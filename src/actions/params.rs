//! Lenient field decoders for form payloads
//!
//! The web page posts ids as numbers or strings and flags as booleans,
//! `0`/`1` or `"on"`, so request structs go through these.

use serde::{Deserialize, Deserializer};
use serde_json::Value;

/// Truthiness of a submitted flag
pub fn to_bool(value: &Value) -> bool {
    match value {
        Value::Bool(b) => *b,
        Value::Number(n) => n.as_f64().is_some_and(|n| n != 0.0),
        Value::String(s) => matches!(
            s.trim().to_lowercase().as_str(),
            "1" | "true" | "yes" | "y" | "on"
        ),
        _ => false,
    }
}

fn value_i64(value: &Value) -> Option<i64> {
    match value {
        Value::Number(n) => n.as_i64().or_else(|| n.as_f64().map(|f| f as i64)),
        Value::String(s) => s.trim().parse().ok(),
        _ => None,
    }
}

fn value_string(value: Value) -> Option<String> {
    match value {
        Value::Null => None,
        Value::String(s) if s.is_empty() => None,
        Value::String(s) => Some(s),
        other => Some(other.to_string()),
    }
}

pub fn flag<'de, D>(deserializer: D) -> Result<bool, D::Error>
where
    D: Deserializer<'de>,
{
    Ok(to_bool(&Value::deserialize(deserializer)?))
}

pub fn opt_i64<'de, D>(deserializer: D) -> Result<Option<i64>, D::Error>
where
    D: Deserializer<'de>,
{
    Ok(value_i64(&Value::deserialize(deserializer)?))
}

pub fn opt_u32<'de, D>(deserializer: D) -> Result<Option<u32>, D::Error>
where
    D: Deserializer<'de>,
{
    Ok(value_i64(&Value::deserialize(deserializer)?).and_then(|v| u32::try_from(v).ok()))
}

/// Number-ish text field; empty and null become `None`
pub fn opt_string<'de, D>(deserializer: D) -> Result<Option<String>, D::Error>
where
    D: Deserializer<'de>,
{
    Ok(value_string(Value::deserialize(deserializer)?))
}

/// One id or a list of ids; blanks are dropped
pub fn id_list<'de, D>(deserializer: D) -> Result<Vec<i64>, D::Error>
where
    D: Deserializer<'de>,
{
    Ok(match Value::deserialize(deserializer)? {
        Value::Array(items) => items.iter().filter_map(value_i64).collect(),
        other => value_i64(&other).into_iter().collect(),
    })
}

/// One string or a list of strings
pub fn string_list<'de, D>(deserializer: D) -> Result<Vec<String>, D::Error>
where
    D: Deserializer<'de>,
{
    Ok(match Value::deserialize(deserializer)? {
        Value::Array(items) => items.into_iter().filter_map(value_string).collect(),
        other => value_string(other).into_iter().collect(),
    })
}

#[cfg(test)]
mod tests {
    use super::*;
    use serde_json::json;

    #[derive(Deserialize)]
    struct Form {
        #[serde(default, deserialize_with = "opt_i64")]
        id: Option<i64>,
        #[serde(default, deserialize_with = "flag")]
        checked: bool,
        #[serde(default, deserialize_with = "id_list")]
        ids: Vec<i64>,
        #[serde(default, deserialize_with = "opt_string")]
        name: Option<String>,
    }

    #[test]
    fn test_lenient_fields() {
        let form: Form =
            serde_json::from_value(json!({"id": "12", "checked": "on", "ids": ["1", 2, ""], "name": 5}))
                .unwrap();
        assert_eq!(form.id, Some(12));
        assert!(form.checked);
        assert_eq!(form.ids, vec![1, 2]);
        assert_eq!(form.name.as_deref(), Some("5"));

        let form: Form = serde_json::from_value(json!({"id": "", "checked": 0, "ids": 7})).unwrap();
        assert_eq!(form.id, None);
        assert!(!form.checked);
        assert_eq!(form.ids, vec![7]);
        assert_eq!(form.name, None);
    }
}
...
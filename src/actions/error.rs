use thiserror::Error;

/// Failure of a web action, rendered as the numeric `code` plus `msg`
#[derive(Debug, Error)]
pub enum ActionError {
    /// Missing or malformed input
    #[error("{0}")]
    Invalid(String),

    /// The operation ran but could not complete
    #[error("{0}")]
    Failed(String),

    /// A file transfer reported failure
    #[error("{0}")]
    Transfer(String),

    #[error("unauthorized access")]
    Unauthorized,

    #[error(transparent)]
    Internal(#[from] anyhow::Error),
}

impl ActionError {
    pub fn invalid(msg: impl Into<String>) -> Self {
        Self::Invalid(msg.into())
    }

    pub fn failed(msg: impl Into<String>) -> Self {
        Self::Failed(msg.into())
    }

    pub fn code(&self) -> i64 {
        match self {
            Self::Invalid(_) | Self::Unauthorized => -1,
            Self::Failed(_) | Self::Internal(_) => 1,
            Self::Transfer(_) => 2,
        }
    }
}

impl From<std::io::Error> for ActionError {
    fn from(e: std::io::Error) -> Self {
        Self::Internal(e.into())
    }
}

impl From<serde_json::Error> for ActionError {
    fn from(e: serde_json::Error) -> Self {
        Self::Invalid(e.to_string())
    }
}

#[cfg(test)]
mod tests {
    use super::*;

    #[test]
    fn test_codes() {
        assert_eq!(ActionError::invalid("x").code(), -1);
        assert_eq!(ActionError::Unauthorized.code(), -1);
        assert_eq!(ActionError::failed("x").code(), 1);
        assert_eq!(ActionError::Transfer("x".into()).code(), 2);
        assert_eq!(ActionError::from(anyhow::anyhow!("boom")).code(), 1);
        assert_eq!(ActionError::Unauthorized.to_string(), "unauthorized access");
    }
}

*About this task*.
In the entries above, restate word for word the lines between the one holding "filename src/actions/params.rs" and the one holding "a submitted flag", inclusive, and nothing besides.

*Solution to this exercise*.
filename src/actions/params.rs
//! Lenient field decoders for form payloads
//!
//! The web page posts ids as numbers or strings and flags as booleans,
//! `0`/`1` or `"on"`, so request structs go through these.

use serde::{Deserialize, Deserializer};
use serde_json::Value;

/// Truthiness of a submitted flag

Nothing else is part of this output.